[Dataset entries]
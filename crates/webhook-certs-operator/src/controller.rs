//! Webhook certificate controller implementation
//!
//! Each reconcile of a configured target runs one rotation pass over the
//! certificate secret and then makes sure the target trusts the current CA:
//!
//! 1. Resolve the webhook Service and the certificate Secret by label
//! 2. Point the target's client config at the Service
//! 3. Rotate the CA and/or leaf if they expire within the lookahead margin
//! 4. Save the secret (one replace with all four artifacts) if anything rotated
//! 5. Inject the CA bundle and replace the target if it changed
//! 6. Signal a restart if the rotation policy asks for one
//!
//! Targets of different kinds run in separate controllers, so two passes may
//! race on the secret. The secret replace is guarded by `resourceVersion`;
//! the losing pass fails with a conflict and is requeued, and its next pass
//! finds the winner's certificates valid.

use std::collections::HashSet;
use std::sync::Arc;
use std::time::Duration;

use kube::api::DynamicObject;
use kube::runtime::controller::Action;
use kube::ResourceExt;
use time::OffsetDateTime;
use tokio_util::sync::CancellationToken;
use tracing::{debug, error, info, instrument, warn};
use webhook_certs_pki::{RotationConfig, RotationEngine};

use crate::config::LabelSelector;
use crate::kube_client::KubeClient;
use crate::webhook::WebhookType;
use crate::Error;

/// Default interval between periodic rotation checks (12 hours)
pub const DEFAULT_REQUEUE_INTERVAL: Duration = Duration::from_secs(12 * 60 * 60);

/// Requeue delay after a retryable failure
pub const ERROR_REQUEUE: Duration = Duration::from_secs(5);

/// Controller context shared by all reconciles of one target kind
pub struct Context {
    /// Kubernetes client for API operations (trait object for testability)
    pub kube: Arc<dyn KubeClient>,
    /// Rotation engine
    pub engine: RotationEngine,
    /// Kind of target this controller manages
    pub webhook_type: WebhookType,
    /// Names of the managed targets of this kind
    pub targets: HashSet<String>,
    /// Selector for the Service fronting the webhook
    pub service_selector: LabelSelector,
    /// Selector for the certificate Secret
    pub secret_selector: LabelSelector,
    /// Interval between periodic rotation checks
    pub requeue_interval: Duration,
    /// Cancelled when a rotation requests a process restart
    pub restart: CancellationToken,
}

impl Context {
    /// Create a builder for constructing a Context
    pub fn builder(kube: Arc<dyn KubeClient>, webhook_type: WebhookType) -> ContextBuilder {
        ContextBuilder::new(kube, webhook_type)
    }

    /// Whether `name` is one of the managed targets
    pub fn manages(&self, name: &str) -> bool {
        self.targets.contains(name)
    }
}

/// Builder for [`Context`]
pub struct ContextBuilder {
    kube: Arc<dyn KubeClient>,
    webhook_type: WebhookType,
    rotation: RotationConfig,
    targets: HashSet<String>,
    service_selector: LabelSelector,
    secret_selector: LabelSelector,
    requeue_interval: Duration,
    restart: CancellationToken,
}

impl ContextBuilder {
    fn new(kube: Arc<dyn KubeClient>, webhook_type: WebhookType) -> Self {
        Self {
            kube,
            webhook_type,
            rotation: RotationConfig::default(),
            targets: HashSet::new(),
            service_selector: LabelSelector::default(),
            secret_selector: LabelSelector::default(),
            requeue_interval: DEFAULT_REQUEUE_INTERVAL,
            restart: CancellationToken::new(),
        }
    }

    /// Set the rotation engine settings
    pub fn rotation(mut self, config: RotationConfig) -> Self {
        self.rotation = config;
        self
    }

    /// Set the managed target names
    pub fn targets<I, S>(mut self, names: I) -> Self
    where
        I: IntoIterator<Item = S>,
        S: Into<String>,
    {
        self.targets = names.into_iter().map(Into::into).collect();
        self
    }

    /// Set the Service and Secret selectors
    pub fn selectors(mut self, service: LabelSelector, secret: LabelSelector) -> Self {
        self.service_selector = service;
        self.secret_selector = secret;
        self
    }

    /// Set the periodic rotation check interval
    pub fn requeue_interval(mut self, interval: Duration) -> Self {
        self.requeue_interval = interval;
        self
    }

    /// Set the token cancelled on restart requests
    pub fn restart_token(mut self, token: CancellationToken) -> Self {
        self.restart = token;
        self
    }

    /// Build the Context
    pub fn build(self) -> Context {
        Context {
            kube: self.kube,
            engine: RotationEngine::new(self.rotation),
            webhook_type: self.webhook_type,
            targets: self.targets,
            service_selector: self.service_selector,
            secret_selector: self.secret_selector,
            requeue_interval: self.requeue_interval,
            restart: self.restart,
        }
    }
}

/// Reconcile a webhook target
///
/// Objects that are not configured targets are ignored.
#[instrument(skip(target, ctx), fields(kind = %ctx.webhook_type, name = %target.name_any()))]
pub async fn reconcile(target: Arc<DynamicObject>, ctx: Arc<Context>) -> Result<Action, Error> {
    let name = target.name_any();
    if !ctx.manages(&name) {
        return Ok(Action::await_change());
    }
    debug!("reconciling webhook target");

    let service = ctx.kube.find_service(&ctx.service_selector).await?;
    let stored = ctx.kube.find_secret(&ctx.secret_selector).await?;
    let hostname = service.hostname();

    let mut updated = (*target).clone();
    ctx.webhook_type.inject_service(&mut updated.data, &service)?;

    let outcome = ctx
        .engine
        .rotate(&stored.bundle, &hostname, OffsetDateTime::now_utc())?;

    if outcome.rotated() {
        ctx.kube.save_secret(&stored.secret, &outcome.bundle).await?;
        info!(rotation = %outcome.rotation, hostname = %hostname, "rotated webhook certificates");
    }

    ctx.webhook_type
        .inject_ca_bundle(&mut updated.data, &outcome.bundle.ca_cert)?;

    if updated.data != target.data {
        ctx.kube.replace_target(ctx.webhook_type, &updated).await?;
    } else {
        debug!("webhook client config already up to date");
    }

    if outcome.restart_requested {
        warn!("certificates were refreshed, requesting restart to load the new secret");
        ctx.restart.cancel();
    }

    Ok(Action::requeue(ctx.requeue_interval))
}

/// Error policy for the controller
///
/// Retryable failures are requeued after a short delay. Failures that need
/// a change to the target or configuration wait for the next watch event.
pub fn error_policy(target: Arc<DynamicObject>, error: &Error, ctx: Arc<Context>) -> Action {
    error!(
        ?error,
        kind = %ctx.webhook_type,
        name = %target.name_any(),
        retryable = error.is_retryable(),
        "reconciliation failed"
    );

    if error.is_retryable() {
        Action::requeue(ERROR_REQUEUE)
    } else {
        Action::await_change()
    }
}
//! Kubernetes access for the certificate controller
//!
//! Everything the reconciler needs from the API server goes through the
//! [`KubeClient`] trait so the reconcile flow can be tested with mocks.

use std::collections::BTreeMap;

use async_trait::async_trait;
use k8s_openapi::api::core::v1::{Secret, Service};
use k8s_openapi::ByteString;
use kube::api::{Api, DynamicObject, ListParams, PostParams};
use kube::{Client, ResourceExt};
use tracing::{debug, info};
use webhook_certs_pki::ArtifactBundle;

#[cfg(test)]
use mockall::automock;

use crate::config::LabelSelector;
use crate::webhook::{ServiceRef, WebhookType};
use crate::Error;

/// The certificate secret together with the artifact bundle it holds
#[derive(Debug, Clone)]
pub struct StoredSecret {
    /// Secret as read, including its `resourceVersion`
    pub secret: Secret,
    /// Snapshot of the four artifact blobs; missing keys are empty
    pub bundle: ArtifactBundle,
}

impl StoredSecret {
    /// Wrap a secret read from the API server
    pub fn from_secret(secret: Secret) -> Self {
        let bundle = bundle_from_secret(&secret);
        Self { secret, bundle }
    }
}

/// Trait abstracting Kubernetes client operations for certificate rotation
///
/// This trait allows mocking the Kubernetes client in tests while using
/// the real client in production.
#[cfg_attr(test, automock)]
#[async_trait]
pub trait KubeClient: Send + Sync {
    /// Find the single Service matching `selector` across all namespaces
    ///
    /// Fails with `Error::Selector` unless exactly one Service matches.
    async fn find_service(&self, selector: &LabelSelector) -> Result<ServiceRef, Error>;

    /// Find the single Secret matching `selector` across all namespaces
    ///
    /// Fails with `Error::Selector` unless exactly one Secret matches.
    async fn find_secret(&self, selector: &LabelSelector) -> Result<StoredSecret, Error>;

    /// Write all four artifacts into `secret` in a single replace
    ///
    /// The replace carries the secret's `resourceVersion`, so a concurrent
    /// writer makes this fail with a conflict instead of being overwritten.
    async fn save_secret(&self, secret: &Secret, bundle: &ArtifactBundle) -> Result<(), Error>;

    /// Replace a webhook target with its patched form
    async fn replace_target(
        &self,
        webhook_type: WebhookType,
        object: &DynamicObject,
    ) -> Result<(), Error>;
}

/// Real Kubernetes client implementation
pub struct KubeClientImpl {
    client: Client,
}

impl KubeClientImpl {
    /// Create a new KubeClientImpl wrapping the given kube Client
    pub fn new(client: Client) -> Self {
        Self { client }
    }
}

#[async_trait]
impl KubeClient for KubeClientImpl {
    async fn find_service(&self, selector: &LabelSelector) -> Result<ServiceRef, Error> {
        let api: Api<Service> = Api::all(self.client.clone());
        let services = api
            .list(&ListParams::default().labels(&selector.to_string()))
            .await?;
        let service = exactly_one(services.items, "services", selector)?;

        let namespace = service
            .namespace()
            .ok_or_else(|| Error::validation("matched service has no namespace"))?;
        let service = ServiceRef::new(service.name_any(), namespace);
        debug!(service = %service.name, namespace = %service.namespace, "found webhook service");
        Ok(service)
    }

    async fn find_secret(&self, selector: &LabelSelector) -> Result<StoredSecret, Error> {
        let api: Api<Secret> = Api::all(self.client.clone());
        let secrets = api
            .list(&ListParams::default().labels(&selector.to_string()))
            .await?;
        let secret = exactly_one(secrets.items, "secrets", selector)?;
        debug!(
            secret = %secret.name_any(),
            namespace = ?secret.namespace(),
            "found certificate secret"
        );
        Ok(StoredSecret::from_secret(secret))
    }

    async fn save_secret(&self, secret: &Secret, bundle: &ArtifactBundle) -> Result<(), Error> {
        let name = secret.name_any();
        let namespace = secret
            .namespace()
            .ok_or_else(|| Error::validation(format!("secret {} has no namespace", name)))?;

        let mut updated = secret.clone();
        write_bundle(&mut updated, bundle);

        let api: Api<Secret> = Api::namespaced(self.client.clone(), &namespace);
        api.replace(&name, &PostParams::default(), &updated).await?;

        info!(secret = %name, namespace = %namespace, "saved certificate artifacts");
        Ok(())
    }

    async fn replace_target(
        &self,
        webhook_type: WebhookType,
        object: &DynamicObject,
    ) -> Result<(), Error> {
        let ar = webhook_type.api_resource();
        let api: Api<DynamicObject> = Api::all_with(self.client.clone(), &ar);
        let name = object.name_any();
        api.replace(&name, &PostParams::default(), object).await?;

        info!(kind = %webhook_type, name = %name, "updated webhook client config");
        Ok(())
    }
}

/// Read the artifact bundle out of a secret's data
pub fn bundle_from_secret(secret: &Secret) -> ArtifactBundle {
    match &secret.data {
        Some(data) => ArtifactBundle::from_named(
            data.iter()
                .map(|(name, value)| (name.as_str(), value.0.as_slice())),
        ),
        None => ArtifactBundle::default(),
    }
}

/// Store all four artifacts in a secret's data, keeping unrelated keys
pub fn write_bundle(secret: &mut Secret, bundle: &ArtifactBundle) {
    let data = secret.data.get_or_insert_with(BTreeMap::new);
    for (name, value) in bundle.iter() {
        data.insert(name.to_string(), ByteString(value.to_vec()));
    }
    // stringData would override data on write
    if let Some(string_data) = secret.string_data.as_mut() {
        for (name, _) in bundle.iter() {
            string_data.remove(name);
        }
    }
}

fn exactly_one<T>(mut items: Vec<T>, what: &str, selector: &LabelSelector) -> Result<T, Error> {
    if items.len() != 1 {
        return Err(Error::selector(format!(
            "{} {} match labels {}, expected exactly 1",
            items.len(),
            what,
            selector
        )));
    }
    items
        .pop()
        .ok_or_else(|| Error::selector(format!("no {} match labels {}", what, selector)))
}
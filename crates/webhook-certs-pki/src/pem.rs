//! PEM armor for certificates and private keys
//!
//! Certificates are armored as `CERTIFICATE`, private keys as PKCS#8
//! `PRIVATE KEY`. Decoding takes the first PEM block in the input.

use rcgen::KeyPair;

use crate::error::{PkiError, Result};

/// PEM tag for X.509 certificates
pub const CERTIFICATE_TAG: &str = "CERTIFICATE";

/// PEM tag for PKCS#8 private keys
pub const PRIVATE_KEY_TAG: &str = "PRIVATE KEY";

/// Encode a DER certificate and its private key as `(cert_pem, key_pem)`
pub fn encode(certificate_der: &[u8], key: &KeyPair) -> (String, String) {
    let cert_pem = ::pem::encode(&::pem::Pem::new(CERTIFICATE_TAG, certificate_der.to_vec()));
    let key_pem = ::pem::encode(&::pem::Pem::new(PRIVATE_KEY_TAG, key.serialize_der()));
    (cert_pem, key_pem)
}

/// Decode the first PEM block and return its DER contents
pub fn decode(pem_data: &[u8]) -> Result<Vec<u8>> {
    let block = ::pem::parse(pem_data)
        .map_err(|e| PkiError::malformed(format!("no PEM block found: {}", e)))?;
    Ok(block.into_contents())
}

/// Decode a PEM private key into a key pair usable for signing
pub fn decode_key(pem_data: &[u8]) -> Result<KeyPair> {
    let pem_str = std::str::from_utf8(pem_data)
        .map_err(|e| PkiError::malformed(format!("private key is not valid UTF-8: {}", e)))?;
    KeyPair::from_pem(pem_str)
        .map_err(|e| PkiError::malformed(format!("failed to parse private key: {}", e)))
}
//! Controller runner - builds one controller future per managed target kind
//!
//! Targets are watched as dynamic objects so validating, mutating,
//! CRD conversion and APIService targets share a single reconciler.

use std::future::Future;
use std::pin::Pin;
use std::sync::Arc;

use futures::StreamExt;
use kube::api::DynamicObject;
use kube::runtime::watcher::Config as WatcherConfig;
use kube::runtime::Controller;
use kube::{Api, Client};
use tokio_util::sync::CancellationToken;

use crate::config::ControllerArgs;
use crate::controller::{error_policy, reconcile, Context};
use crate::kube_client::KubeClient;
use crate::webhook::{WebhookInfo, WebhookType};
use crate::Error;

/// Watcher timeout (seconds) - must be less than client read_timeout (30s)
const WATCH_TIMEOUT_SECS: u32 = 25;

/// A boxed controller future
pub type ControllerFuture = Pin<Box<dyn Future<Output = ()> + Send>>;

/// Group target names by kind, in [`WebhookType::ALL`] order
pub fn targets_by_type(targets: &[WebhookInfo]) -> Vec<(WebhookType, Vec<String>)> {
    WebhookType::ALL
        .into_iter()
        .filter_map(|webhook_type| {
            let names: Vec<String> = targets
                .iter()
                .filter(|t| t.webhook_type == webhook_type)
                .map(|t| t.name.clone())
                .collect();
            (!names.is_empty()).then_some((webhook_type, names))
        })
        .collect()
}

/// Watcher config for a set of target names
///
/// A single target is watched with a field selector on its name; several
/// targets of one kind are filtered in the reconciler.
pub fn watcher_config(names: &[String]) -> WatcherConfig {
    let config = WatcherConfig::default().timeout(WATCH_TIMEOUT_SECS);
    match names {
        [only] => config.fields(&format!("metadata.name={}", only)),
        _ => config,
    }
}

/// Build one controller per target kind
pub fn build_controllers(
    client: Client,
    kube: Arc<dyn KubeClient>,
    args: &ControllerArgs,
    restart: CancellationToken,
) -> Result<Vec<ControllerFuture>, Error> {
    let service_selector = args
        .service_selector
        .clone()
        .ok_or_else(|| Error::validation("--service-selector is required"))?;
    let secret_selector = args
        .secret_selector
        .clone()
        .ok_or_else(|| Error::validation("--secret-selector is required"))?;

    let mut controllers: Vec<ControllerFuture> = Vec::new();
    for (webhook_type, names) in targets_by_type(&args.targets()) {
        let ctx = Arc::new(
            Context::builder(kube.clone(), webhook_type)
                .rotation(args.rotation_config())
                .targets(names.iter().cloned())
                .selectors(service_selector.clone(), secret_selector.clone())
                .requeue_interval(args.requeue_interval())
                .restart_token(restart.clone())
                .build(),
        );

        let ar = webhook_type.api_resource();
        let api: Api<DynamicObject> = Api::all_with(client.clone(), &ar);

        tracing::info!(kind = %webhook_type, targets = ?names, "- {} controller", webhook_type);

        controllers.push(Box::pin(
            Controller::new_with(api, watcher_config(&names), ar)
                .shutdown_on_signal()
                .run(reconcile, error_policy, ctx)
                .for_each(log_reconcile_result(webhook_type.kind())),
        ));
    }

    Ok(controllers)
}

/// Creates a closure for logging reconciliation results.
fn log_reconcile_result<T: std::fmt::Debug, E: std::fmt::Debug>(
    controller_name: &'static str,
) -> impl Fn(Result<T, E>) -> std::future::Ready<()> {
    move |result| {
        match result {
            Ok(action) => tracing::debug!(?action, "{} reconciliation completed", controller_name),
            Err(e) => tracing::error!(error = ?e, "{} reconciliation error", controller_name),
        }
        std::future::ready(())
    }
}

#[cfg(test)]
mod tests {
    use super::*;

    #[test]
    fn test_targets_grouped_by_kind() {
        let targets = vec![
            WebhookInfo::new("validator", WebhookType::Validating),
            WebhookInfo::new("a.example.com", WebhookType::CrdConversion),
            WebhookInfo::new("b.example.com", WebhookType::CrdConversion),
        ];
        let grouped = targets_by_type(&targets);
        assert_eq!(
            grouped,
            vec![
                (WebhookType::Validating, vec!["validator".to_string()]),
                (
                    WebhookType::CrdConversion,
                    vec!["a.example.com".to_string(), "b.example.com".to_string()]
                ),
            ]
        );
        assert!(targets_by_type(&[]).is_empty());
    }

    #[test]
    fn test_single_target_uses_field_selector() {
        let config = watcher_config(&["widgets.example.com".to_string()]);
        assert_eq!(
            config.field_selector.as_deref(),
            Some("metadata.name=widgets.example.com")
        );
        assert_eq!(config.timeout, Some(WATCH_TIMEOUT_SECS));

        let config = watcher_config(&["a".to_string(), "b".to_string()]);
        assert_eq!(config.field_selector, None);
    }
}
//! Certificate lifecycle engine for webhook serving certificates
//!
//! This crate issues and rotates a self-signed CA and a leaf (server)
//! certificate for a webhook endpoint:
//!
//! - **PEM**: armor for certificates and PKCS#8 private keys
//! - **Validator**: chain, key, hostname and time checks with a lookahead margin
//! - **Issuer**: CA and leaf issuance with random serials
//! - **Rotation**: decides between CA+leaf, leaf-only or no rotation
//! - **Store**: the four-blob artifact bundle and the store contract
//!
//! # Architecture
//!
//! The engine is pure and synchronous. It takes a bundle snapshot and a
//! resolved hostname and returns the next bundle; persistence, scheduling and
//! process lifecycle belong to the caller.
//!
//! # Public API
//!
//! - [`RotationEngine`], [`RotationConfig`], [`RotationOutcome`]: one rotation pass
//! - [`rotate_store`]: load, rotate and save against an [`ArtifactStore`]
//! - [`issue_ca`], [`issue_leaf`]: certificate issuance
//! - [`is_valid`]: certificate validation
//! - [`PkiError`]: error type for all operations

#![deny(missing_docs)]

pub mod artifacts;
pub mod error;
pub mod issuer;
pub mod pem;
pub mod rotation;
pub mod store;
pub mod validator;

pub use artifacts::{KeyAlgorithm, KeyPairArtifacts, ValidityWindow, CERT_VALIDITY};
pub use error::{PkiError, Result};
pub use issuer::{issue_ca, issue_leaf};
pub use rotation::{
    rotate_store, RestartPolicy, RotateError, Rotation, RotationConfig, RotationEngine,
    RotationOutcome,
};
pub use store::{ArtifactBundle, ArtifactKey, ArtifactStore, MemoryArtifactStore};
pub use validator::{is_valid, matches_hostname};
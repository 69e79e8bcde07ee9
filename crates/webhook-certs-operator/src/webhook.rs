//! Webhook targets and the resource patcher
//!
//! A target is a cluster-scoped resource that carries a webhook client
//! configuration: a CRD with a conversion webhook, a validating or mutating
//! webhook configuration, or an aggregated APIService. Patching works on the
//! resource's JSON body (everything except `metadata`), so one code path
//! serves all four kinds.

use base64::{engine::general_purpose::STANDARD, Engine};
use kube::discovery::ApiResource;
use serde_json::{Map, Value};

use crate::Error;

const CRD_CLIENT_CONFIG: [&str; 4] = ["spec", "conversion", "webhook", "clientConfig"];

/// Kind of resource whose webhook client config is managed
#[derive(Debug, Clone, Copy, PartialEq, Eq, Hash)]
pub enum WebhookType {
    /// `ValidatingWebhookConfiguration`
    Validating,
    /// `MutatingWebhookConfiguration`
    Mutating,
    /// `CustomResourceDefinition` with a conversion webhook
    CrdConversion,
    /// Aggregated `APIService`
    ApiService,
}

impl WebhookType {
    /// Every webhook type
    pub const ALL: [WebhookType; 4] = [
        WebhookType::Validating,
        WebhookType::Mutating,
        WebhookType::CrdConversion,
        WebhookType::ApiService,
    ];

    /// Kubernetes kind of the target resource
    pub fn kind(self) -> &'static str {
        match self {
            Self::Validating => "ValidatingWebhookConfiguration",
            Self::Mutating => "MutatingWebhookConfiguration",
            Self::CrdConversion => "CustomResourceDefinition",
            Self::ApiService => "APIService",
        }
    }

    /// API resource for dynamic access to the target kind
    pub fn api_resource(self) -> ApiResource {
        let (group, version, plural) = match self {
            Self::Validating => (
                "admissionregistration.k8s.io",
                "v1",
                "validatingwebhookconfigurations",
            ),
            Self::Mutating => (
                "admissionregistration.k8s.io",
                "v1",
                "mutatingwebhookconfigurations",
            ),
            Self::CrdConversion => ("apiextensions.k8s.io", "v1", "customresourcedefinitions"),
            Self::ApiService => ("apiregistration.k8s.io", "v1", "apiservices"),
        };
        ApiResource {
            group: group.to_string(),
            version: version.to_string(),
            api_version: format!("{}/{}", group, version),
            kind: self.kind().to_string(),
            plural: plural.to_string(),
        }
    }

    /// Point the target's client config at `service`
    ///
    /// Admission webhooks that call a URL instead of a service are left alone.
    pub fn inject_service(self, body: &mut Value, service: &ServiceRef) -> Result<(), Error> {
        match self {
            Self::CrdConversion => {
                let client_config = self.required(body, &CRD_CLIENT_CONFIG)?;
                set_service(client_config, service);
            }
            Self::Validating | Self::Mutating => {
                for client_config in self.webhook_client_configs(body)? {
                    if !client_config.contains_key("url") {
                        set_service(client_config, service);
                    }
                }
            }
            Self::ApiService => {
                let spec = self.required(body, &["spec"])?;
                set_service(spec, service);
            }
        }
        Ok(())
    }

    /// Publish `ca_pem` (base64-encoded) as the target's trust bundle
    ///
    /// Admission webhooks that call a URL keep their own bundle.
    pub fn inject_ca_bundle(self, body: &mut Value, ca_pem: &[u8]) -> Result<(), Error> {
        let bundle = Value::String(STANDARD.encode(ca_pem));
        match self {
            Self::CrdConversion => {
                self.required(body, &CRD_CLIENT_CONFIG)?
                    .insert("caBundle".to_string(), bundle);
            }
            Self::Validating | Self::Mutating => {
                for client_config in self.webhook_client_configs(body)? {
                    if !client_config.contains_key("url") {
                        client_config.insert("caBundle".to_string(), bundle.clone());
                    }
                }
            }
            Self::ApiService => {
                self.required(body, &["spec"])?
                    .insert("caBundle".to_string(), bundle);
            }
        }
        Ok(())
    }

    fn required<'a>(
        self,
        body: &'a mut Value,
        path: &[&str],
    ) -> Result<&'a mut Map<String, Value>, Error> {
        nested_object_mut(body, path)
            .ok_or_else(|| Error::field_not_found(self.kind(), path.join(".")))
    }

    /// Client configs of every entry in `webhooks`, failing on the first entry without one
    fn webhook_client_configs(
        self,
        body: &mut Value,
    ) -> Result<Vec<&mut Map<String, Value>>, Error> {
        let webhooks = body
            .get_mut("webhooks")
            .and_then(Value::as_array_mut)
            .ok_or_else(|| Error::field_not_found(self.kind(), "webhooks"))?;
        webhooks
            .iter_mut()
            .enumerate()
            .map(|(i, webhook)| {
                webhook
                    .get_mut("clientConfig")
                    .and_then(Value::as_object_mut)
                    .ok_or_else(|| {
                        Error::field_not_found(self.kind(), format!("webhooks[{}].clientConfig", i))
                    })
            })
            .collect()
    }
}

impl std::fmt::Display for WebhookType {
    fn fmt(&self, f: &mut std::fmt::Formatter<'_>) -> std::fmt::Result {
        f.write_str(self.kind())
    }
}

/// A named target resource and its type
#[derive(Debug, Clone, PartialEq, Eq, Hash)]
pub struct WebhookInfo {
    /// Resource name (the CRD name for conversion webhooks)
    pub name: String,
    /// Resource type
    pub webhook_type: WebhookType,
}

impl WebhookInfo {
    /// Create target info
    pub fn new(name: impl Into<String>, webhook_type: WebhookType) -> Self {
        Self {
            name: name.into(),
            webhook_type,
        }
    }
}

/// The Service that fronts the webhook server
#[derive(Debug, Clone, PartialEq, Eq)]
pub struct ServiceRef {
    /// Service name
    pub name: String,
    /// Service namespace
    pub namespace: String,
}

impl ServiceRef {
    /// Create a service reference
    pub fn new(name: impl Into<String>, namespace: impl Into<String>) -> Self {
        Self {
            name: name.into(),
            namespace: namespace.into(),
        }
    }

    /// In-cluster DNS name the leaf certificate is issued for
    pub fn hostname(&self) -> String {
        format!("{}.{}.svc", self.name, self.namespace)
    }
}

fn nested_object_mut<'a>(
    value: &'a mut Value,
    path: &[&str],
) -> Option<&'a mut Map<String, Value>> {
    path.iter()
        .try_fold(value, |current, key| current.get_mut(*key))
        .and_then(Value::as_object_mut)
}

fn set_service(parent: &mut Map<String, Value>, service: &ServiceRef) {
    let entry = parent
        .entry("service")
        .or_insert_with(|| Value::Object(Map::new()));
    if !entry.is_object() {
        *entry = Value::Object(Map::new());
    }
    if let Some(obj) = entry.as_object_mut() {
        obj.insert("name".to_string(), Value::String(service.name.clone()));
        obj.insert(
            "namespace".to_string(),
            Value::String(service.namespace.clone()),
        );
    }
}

§ Required work: State only the count of lines above that hold the string "ControllerArgs".

§ Output: 2